■ THE PROBLEM ■
Once you reach the line containing "use crate::variable::VariableBlock;" in the data below, restate each line word for word up to and including the one containing "has an unusable".

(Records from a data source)
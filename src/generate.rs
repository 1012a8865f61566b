//! Single-pass sequences written as straight-line producer code.
//!
//! A generator is an `async` block in disguise: the producer suspends at
//! every [`emit`](Yielder::emit) and the consumer resumes it by asking for
//! the next element. Producer and consumer strictly alternate on one
//! thread; there is no executor, no wakeups, no concurrency.
//!
//! Dropping a [`Generator`] before exhaustion drops the suspended producer
//! and everything it holds.

use alloc::boxed::Box;
use alloc::rc::Rc;
use core::cell::Cell;
use core::fmt;
use core::future::Future;
use core::iter::FusedIterator;
use core::pin::Pin;
use core::task::{Context, Poll, Waker};

/// Builds a [`Generator`] from a producer.
///
/// The producer receives the [`Yielder`] and returns the future to drive;
/// in practice, an `async move` block.
///
/// ```
/// use millefeuille::generate;
///
/// let countdown = generate(|mut co| async move {
///     for n in (1..=3).rev() {
///         co.emit(n).await;
///     }
/// });
/// assert_eq!(countdown.collect::<Vec<_>>(), [3, 2, 1]);
/// ```
pub fn generate<'a, Y, P, Fut>(producer: P) -> Generator<'a, Y>
where
    P: FnOnce(Yielder<Y>) -> Fut,
    Fut: Future<Output = ()> + 'a,
{
    let slot = Rc::new(Cell::new(None));
    let co = Yielder {
        slot: Rc::clone(&slot),
    };
    Generator {
        slot,
        producer: Some(Box::pin(producer(co))),
    }
}

/// Suspends the producer, handing one value to the consumer.
///
/// "Co" by convention: the controller of the coroutine.
pub struct Yielder<Y> {
    slot: Rc<Cell<Option<Y>>>,
}

impl<Y> Yielder<Y> {
    /// Emits `value` and suspends until the consumer asks for the next
    /// element.
    ///
    /// The returned [`Emit`] future is the only suspension point a
    /// generator resolves; awaiting any foreign future inside the producer
    /// stalls the generator (there is no executor to complete it).
    pub fn emit(&mut self, value: Y) -> Emit<Y> {
        Emit {
            value: Some(value),
            slot: Rc::clone(&self.slot),
        }
    }
}

/// Future returned by [`Yielder::emit`]: parks the emitted value, then
/// resolves once the generator is resumed.
#[must_use = "futures do nothing unless awaited"]
pub struct Emit<Y> {
    value: Option<Y>,
    slot: Rc<Cell<Option<Y>>>,
}

impl<Y: Unpin> Future for Emit<Y> {
    type Output = ();

    fn poll(self: Pin<&mut Self>, _: &mut Context<'_>) -> Poll<()> {
        let this = self.get_mut();
        match this.value.take() {
            Some(value) => {
                this.slot.set(Some(value));
                Poll::Pending
            }
            None => Poll::Ready(()),
        }
    }
}

/// A producer-driven, single-pass sequence.
///
/// Each [`next`](Iterator::next) resumes the producer until its next
/// [`emit`](Yielder::emit) or until it returns; completion latches.
///
/// Deliberately not `Clone`: a generator cannot be restarted, which also
/// keeps it out of [`Product`](crate::Product) dimensions. Materialize it
/// first (`.to::<Vec<_>>()`) to iterate more than once.
#[must_use = "generators do nothing unless iterated"]
pub struct Generator<'a, Y> {
    slot: Rc<Cell<Option<Y>>>,
    producer: Option<Pin<Box<dyn Future<Output = ()> + 'a>>>,
}

impl<Y: Unpin> Iterator for Generator<'_, Y> {
    type Item = Y;

    fn next(&mut self) -> Option<Y> {
        let producer = self.producer.as_mut()?;
        let mut cx = Context::from_waker(Waker::noop());
        match producer.as_mut().poll(&mut cx) {
            Poll::Pending => Some(
                self.slot
                    .take()
                    .expect("emitted value parked by the awaited Emit"),
            ),
            Poll::Ready(()) => {
                self.producer = None;
                None
            }
        }
    }
}

impl<Y: Unpin> FusedIterator for Generator<'_, Y> {}

impl<Y> fmt::Debug for Generator<'_, Y> {
    fn fmt(&self, f: &mut fmt::Formatter<'_>) -> fmt::Result {
        f.debug_struct("Generator")
            .field("finished", &self.producer.is_none())
            .finish_non_exhaustive()
    }
}
#![doc = include_str!("../README.md")]
#![warn(clippy::undocumented_unsafe_blocks)]
#![warn(clippy::multiple_unsafe_ops_per_block)]
#![warn(clippy::semicolon_outside_block)]
#![warn(elided_lifetimes_in_paths)]
#![warn(unreachable_pub)]
// TODO: #![warn(missing_docs)]
#![no_std]

#[cfg(feature = "alloc")]
extern crate alloc;

#[cfg(feature = "std")]
extern crate std;

pub mod convert;
pub mod enumerate;
#[cfg(feature = "alloc")]
pub mod generate;
pub mod product;
pub mod seq;

pub use convert::{pour, to, Convert, FromSequence, SequenceExt};
pub use enumerate::{enumerate, Enumerate, EnumerateIter};
#[cfg(feature = "alloc")]
pub use generate::{generate, Generator, Yielder};
pub use product::{product, Product, ProductIter};
pub use seq::{Sequence, SizedSequence};
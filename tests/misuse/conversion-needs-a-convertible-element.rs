fn main() {
    let _words: Vec<String> = millefeuille::to(vec![1i32, 2, 3]); //~ ERROR E0277
}
use crate::interfaces::{find_interface, VariableInterface};
use crate::kit::eval::eval_literal_expression;
use crate::kit::helpers::hcl::RawHclContent;
use crate::kit::types::constraints::TypeConstraint;
use crate::kit::types::diagnostics::Diagnostic;
use crate::kit::types::values::Value;
use crate::kit::types::TypeChecker;
use crate::variable::VariableBlock;

/// Checks one variable against one interface and reports every deviation.
/// A mismatch is a diagnostic, not an error; an empty result means the
/// variable conforms. An undocumented variable is reported at warning
/// level, everything else at error level.
pub fn check_variable(
    variable: &VariableBlock,
    interface: &VariableInterface,
) -> Vec<Diagnostic> {
    let mut diagnostics = vec![];

    let want = match interface.constraint() {
        Ok(constraint) => constraint,
        Err(e) => {
            diagnostics.push(
                Diagnostic::error(format!(
                    "interface '{}' has an unusable type specification: {}",
                    interface.name, e
                ))
                .for_variable(&variable.name),
            );
            return diagnostics;
        }
    };

    let got = match &variable.type_expr {
        None => {
            diagnostics.push(
                Diagnostic::error(format!(
                    "variable must declare the '{}' interface type",
                    interface.name
                ))
                .for_variable(&variable.name)
                .with_expected(&interface.type_source),
            );
            None
        }
        Some(expr) => match TypeConstraint::from_expression(expr) {
            Ok(constraint) => Some(constraint),
            Err(e) => {
                diagnostics.push(Diagnostic::from(e).for_variable(&variable.name));
                None
            }
        },
    };

    if let Some(got) = &got {
        if !TypeChecker::constraints_equal(got, &want) {
            diagnostics.push(
                Diagnostic::error(format!(
                    "type does not match the '{}' interface",
                    interface.name
                ))
                .for_variable(&variable.name)
                .with_expected(&interface.type_source),
            );
        }
    }

    match &variable.default_expr {
        None => {
            diagnostics.push(
                Diagnostic::error("variable must declare a default value")
                    .for_variable(&variable.name)
                    .with_expected(interface.default.to_source()),
            );
        }
        Some(expr) => match eval_literal_expression(expr) {
            Err(e) => {
                diagnostics.push(Diagnostic::from(e).for_variable(&variable.name));
            }
            Ok(raw) => {
                let coerced = match &got {
                    Some(constraint) => match constraint.coerce_value(raw) {
                        Ok(value) => Some(value),
                        Err(e) => {
                            diagnostics.push(
                                Diagnostic::error(format!(
                                    "default value does not conform to the declared type: {}",
                                    e.message
                                ))
                                .for_variable(&variable.name),
                            );
                            None
                        }
                    },
                    None => Some(raw),
                };
                if let Some(value) = coerced {
                    if !TypeChecker::defaults_equal(&value, &interface.default) {
                        diagnostics.push(
                            Diagnostic::error(format!(
                                "default value does not match the '{}' interface",
                                interface.name
                            ))
                            .for_variable(&variable.name)
                            .with_expected(interface.default.to_source()),
                        );
                    }
                }
            }
        },
    }

    let nullable_value = match &variable.nullable_expr {
        None => None,
        Some(expr) => match eval_literal_expression(expr) {
            Ok(value) => Some(value),
            Err(e) => {
                diagnostics.push(Diagnostic::from(e).for_variable(&variable.name));
                Some(Value::unknown())
            }
        },
    };
    if !TypeChecker::nullable_complies(nullable_value.as_ref(), interface.nullable) {
        let suggestion = match interface.nullable {
            true => "remove the nullable attribute or set nullable = true",
            false => "set nullable = false",
        };
        diagnostics.push(
            Diagnostic::error(format!(
                "nullable setting does not comply with the '{}' interface",
                interface.name
            ))
            .for_variable(&variable.name)
            .with_suggestion(suggestion),
        );
    }

    if variable.description_expr.is_none() {
        diagnostics.push(
            Diagnostic::warning("variable is missing a description")
                .for_variable(&variable.name)
                .with_suggestion("add a description attribute"),
        );
    }

    diagnostics
}

/// Runs every variable block in a module source against the built-in
/// interface whose name matches its label. Variables without a matching
/// interface are skipped; malformed source is an error, not a finding.
pub fn check_source(source: &str) -> Result<Vec<Diagnostic>, Diagnostic> {
    let mut diagnostics = vec![];
    let blocks = RawHclContent::from_string(source.to_string()).into_blocks()?;
    for block in blocks.iter() {
        if block.ident.as_str() != "variable" {
            continue;
        }
        let variable = VariableBlock::from_block(block)?;
        if let Some(interface) = find_interface(&variable.name) {
            diagnostics.append(&mut check_variable(&variable, interface));
        }
    }
    Ok(diagnostics)
}
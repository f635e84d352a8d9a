use crate::kit::hcl::expr::Expression;
use crate::kit::hcl::structure::Block;
use crate::kit::helpers::hcl::{visit_label, visit_optional_untyped_attribute};
use crate::kit::types::diagnostics::Diagnostic;

/// The raw material of a `variable "name" { ... }` block: the label and the
/// attribute expressions the conformance checks care about, still unparsed.
#[derive(Debug, Clone)]
pub struct VariableBlock {
    pub name: String,
    pub type_expr: Option<Expression>,
    pub default_expr: Option<Expression>,
    pub nullable_expr: Option<Expression>,
    pub description_expr: Option<Expression>,
}

impl VariableBlock {
    pub fn from_block(block: &Block) -> Result<Self, Diagnostic> {
        if block.ident.as_str() != "variable" {
            return Err(Diagnostic::error(format!(
                "expected a variable block, got '{}'",
                block.ident.as_str()
            )));
        }
        let name = visit_label(0, "name", block).map_err(Diagnostic::from)?;
        Ok(VariableBlock {
            name,
            type_expr: visit_optional_untyped_attribute("type", block),
            default_expr: visit_optional_untyped_attribute("default", block),
            nullable_expr: visit_optional_untyped_attribute("nullable", block),
            description_expr: visit_optional_untyped_attribute("description", block),
        })
    }

    pub fn has_default(&self) -> bool {
        self.default_expr.is_some()
    }
}

#[cfg(test)]
mod tests {
    use super::*;
    use crate::kit::helpers::hcl::RawHclContent;
    use indoc::indoc;

    #[test]
    fn it_extracts_variable_attributes() {
        let source = indoc! {r#"
            variable "lock" {
              type = object({
                kind = string
                name = optional(string, null)
              })
              default     = null
              nullable    = true
              description = "Resource lock configuration."
            }
        "#};

        let block = RawHclContent::from_string(source.to_string()).into_block_instance().unwrap();
        let variable = VariableBlock::from_block(&block).unwrap();
        assert_eq!(variable.name, "lock");
        assert!(variable.type_expr.is_some());
        assert!(variable.has_default());
        assert!(variable.nullable_expr.is_some());
        assert!(variable.description_expr.is_some());
    }

    #[test]
    fn it_tolerates_sparse_variable_blocks() {
        let block = RawHclContent::from_string("variable \"tags\" {}".to_string())
            .into_block_instance()
            .unwrap();
        let variable = VariableBlock::from_block(&block).unwrap();
        assert_eq!(variable.name, "tags");
        assert!(variable.type_expr.is_none());
        assert!(!variable.has_default());
    }

    #[test]
    fn it_rejects_non_variable_blocks() {
        let block = RawHclContent::from_string("output \"id\" {}".to_string())
            .into_block_instance()
            .unwrap();
        assert!(VariableBlock::from_block(&block).is_err());
    }
}
use std::fmt::Display;

#[derive(Clone, Debug, Serialize, Deserialize, PartialEq, Eq)]
#[serde(rename_all = "lowercase")]
pub enum DiagnosticLevel {
    Error,
    Warning,
}

impl Display for DiagnosticLevel {
    fn fmt(&self, f: &mut std::fmt::Formatter<'_>) -> std::fmt::Result {
        match self {
            DiagnosticLevel::Error => write!(f, "error"),
            DiagnosticLevel::Warning => write!(f, "warning"),
        }
    }
}

/// A user-facing finding produced while checking a variable against an
/// interface specification.
#[derive(Clone, Debug, Serialize, Deserialize, PartialEq, Eq)]
pub struct Diagnostic {
    pub level: DiagnosticLevel,
    pub message: String,
    pub code: Option<String>,
    pub variable: Option<String>,
    /// Expected type or default source text, echoed back to the author.
    pub expected: Option<String>,
    pub suggestion: Option<String>,
}

impl Diagnostic {
    pub fn error(message: impl Into<String>) -> Self {
        Diagnostic {
            level: DiagnosticLevel::Error,
            message: message.into(),
            code: None,
            variable: None,
            expected: None,
            suggestion: None,
        }
    }

    pub fn warning(message: impl Into<String>) -> Self {
        Diagnostic { level: DiagnosticLevel::Warning, ..Self::error(message) }
    }

    pub fn with_code(mut self, code: impl AsRef<str>) -> Self {
        self.code = Some(code.as_ref().to_string());
        self
    }

    pub fn for_variable(mut self, variable: impl AsRef<str>) -> Self {
        self.variable = Some(variable.as_ref().to_string());
        self
    }

    pub fn with_expected(mut self, expected: impl Into<String>) -> Self {
        self.expected = Some(expected.into());
        self
    }

    pub fn with_suggestion(mut self, suggestion: impl Into<String>) -> Self {
        self.suggestion = Some(suggestion.into());
        self
    }

    pub fn is_error(&self) -> bool {
        matches!(self.level, DiagnosticLevel::Error)
    }

    pub fn is_warning(&self) -> bool {
        matches!(self.level, DiagnosticLevel::Warning)
    }
}

impl Display for Diagnostic {
    fn fmt(&self, f: &mut std::fmt::Formatter<'_>) -> std::fmt::Result {
        let level_with_code = match &self.code {
            Some(code) => format!("{}[{}]", self.level, code),
            None => format!("{}", self.level),
        };
        let mut msg = match &self.variable {
            Some(variable) => format!("{}: variable '{}': {}", level_with_code, variable, self.message),
            None => format!("{}: {}", level_with_code, self.message),
        };
        if let Some(expected) = &self.expected {
            msg = format!("{}\n\texpected: {}", msg, expected);
        }
        if let Some(suggestion) = &self.suggestion {
            msg = format!("{}\n\tsuggestion: {}", msg, suggestion);
        }
        write!(f, "{}", msg)
    }
}

impl From<Diagnostic> for String {
    fn from(diagnostic: Diagnostic) -> Self {
        diagnostic.to_string()
    }
}

impl From<String> for Diagnostic {
    fn from(message: String) -> Self {
        Diagnostic::error(message)
    }
}

impl From<&str> for Diagnostic {
    fn from(message: &str) -> Self {
        Diagnostic::error(message.to_string())
    }
}
impl TypeChecker {
    /// Structural equality over two type constraints. Object attributes
    /// compare by name-keyed lookup regardless of declaration order; when
    /// both sides of an attribute are optional their defaults must match
    /// under [`TypeChecker::defaults_equal`].
    pub fn constraints_equal(got: &TypeConstraint, want: &TypeConstraint) -> bool {
        match (got, want) {
            (TypeConstraint::String, TypeConstraint::String)
            | (TypeConstraint::Number, TypeConstraint::Number)
            | (TypeConstraint::Bool, TypeConstraint::Bool)
            | (TypeConstraint::Any, TypeConstraint::Any) => true,
            (TypeConstraint::List(got_elem), TypeConstraint::List(want_elem))
            | (TypeConstraint::Set(got_elem), TypeConstraint::Set(want_elem))
            | (TypeConstraint::Map(got_elem), TypeConstraint::Map(want_elem)) => {
                Self::constraints_equal(got_elem, want_elem)
            }
            (TypeConstraint::Tuple(got_elems), TypeConstraint::Tuple(want_elems)) => {
                got_elems.len() == want_elems.len()
                    && got_elems
                        .iter()
                        .zip(want_elems.iter())
                        .all(|(g, w)| Self::constraints_equal(g, w))
            }
            (TypeConstraint::Object(got_attrs), TypeConstraint::Object(want_attrs)) => {
                if got_attrs.len() != want_attrs.len() {
                    return false;
                }
                got_attrs.iter().all(|(name, got_spec)| match want_attrs.get(name) {
                    Some(want_spec) => Self::attribute_specs_equal(got_spec, want_spec),
                    None => false,
                })
            }
            _ => false,
        }
    }

    fn attribute_specs_equal(got: &AttributeSpec, want: &AttributeSpec) -> bool {
        if got.optional != want.optional {
            return false;
        }
        if !Self::constraints_equal(&got.constraint, &want.constraint) {
            return false;
        }
        match (&got.default, &want.default) {
            (None, None) => true,
            (Some(got_default), Some(want_default)) => {
                Self::defaults_equal(got_default, want_default)
            }
            _ => false,
        }
    }

    /// Semantic equality over two realized default values.
    ///
    /// Empty literal collections (`[]`, `{}`) carry no element type, so two
    /// zero-length collections of any flavor compare equal. Sets compare
    /// order-independently, lists and tuples element-wise in order, maps and
    /// objects by key set. Unknown values compare equal to nothing.
    pub fn defaults_equal(got: &Value, want: &Value) -> bool {
        if let (Some(0), Some(0)) = (got.collection_len(), want.collection_len()) {
            return true;
        }
        match (got, want) {
            (Value::Null, Value::Null) => true,
            (Value::Bool(lhs), Value::Bool(rhs)) => lhs == rhs,
            (Value::Integer(lhs), Value::Integer(rhs)) => lhs == rhs,
            (Value::Float(lhs), Value::Float(rhs)) => lhs == rhs,
            (Value::String(lhs), Value::String(rhs)) => lhs == rhs,
            (Value::List(lhs), Value::List(rhs)) | (Value::Tuple(lhs), Value::Tuple(rhs)) => {
                lhs.len() == rhs.len()
                    && lhs.iter().zip(rhs.iter()).all(|(l, r)| Self::defaults_equal(l, r))
            }
            (Value::Set(lhs), Value::Set(rhs)) => Self::set_entries_equal(lhs, rhs),
            (Value::Map(lhs), Value::Map(rhs)) | (Value::Object(lhs), Value::Object(rhs)) => {
                if lhs.len() != rhs.len() {
                    return false;
                }
                lhs.iter().all(|(key, l)| match rhs.get(key) {
                    Some(r) => Self::defaults_equal(l, r),
                    None => false,
                })
            }
            _ => false,
        }
    }

    fn set_entries_equal(got: &[Value], want: &[Value]) -> bool {
        if got.len() != want.len() {
            return false;
        }
        let mut matched = vec![false; want.len()];
        'entries: for g in got {
            for (i, w) in want.iter().enumerate() {
                if !matched[i] && Self::defaults_equal(g, w) {
                    matched[i] = true;
                    continue 'entries;
                }
            }
            return false;
        }
        true
    }

    /// Whether a variable's `nullable` attribute complies with an
    /// interface's nullable policy. A non-nullable interface requires the
    /// explicit `nullable = false`; a nullable one accepts an absent
    /// attribute or a literal `true`.
    pub fn nullable_complies(got: Option<&Value>, want_nullable: bool) -> bool {
        match (want_nullable, got) {
            (true, None) => true,
            (true, Some(value)) => value.as_bool() == Some(true),
            (false, Some(value)) => value.as_bool() == Some(false),
            (false, None) => false,
        }
    }
}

■ ANSWER TO THIS PROBLEM ■
use crate::variable::VariableBlock;

/// Checks one variable against one interface and reports every deviation.
/// A mismatch is a diagnostic, not an error; an empty result means the
/// variable conforms. An undocumented variable is reported at warning
/// level, everything else at error level.
pub fn check_variable(
    variable: &VariableBlock,
    interface: &VariableInterface,
) -> Vec<Diagnostic> {
    let mut diagnostics = vec![];

    let want = match interface.constraint() {
        Ok(constraint) => constraint,
        Err(e) => {
            diagnostics.push(
                Diagnostic::error(format!(
                    "interface '{}' has an unusable type specification: {}",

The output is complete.